Abundant generation of bRGCs in the postnatal OSVZ
To elucidate if bRGCs in the postnatal OSVZ were generated locally, we injected rv::Gfp into the OSVZ of P1 ferret kits (Fig. 1v,w). At P3, we found a majority of GFP+ cells in the OSVZ displaying bRGC morphology (Figs 1x,z and 2b), a proportion that decreased by P6 to then remain similar until P14 (Figs 1y,z and 2b), demonstrating that OSVZ bRGCs are abundantly generated in the postnatal OSVZ. To investigate the dynamics of this bRGC production in OSVZ, we injected rv::Gfp at various stages and analysed after only 2 days of survival in each case. At P3 and P8, bRGCs represented 60–52% of cells born in OSVZ (Fig. 2c), indicating their net increase (see Methods). Video microscopy in slice cultures demonstrated self-amplification of bRGCs, including de novo generation of a basal process (Fig. 2d) as in primates8,10. Although OSVZ injections also labelled cells in ISVZ and VZ via their radial process (see Methods and Fig. 1w), our above analyses showed that these layers never generate OSVZ bRGCs, and therefore these were being generated only locally by rv::Gfp-infected progenitors within the postnatal OSVZ.

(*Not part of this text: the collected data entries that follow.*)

//! Shared access to sessions for long-running front ends.

use crate::mechanism::AnsweringMechanism;
use crate::session::Session;
use crate::store::ArticleStore;
use crate::types::ArticleListing;
use chatbox_core::config::EngineConfig;
use chatbox_core::AppResult;
use chatbox_prompt::PromptSet;
use std::collections::HashMap;
use std::sync::Arc;
use tokio::sync::Mutex;

/// Identifies one kept session: an article plus a caller-chosen id.
#[derive(Debug, Clone, PartialEq, Eq, Hash)]
pub struct SessionKey {
    pub article_id: String,
    pub session_id: String,
}

impl SessionKey {
    pub fn new(article_id: impl Into<String>, session_id: impl Into<String>) -> Self {
        Self {
            article_id: article_id.into(),
            session_id: session_id.into(),
        }
    }
}

/// Opens sessions and serializes questions per session.
///
/// Only callers that name a session id get a conversation that outlives
/// one question; those sessions stay open until [`SessionRegistry::reset`].
/// Sessions with different keys share nothing and run concurrently.
pub struct SessionRegistry {
    store: Arc<dyn ArticleStore>,
    mechanism: Arc<dyn AnsweringMechanism>,
    prompts: Arc<PromptSet>,
    engine: EngineConfig,
    sessions: Mutex<HashMap<SessionKey, Arc<Mutex<Session>>>>,
}

impl SessionRegistry {
    pub fn new(
        store: Arc<dyn ArticleStore>,
        mechanism: Arc<dyn AnsweringMechanism>,
        prompts: Arc<PromptSet>,
        engine: EngineConfig,
    ) -> Self {
        Self {
            store,
            mechanism,
            prompts,
            engine,
            sessions: Mutex::new(HashMap::new()),
        }
    }

    async fn open(&self, article_id: &str) -> AppResult<Session> {
        Session::open(
            article_id,
            self.store.as_ref(),
            Arc::clone(&self.mechanism),
            Arc::clone(&self.prompts),
            self.engine,
        )
        .await
    }

    /// The kept session for `key`, opening it if needed.
    pub async fn session(&self, key: &SessionKey) -> AppResult<Arc<Mutex<Session>>> {
        if let Some(session) = self.sessions.lock().await.get(key) {
            return Ok(Arc::clone(session));
        }

        // Opened without holding the map lock; priming waits on the mechanism
        let opened = self.open(&key.article_id).await?;

        let mut sessions = self.sessions.lock().await;
        let session = sessions
            .entry(key.clone())
            .or_insert_with(|| Arc::new(Mutex::new(opened)));
        Ok(Arc::clone(session))
    }

    /// Ask a question about an article.
    ///
    /// Without a `session_id` the question gets a session of its own that
    /// closes once answered. Fails only when the session cannot be opened.
    pub async fn ask(
        &self,
        article_id: &str,
        session_id: Option<&str>,
        question: &str,
    ) -> AppResult<String> {
        let Some(session_id) = session_id else {
            let mut session = self.open(article_id).await?;
            return Ok(session.ask(question).await);
        };

        let session = self.session(&SessionKey::new(article_id, session_id)).await?;
        let mut session = session.lock().await;
        Ok(session.ask(question).await)
    }

    /// Close every session kept under `session_id`; returns how many.
    pub async fn reset(&self, session_id: &str) -> usize {
        let mut sessions = self.sessions.lock().await;
        let before = sessions.len();
        sessions.retain(|key, _| key.session_id != session_id);
        let closed = before - sessions.len();

        tracing::debug!("Closed {} sessions for id {}", closed, session_id);
        closed
    }

    /// Number of kept sessions.
    pub async fn len(&self) -> usize {
        self.sessions.lock().await.len()
    }

    pub async fn is_empty(&self) -> bool {
        self.len().await == 0
    }

    pub async fn list_articles(&self) -> AppResult<Vec<ArticleListing>> {
        self.store.list().await
    }
}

At all these stages, IPCs (defined as the subset of MP cells that are Ki67+, Tbr2+) in ISVZ and OSVZ were a very small minority of cortical progenitors, as opposed to the mouse SVZ (Fig. 1p,u,z; Supplementary Fig. 3; Supplementary Note 1). Moreover, the few IPCs in OSVZ were not generated by VZ or ISVZ progenitors, but mainly locally within OSVZ similar to bRGCs (Supplementary Fig. 2). Taken together, our findings demonstrated that the OSVZ is a unique niche of progenitor cell production at postnatal stages, following a lineage independent from progenitors in VZ and ISVZ, and where the vast majority of progenitors are bRGCs that expand by self-amplification.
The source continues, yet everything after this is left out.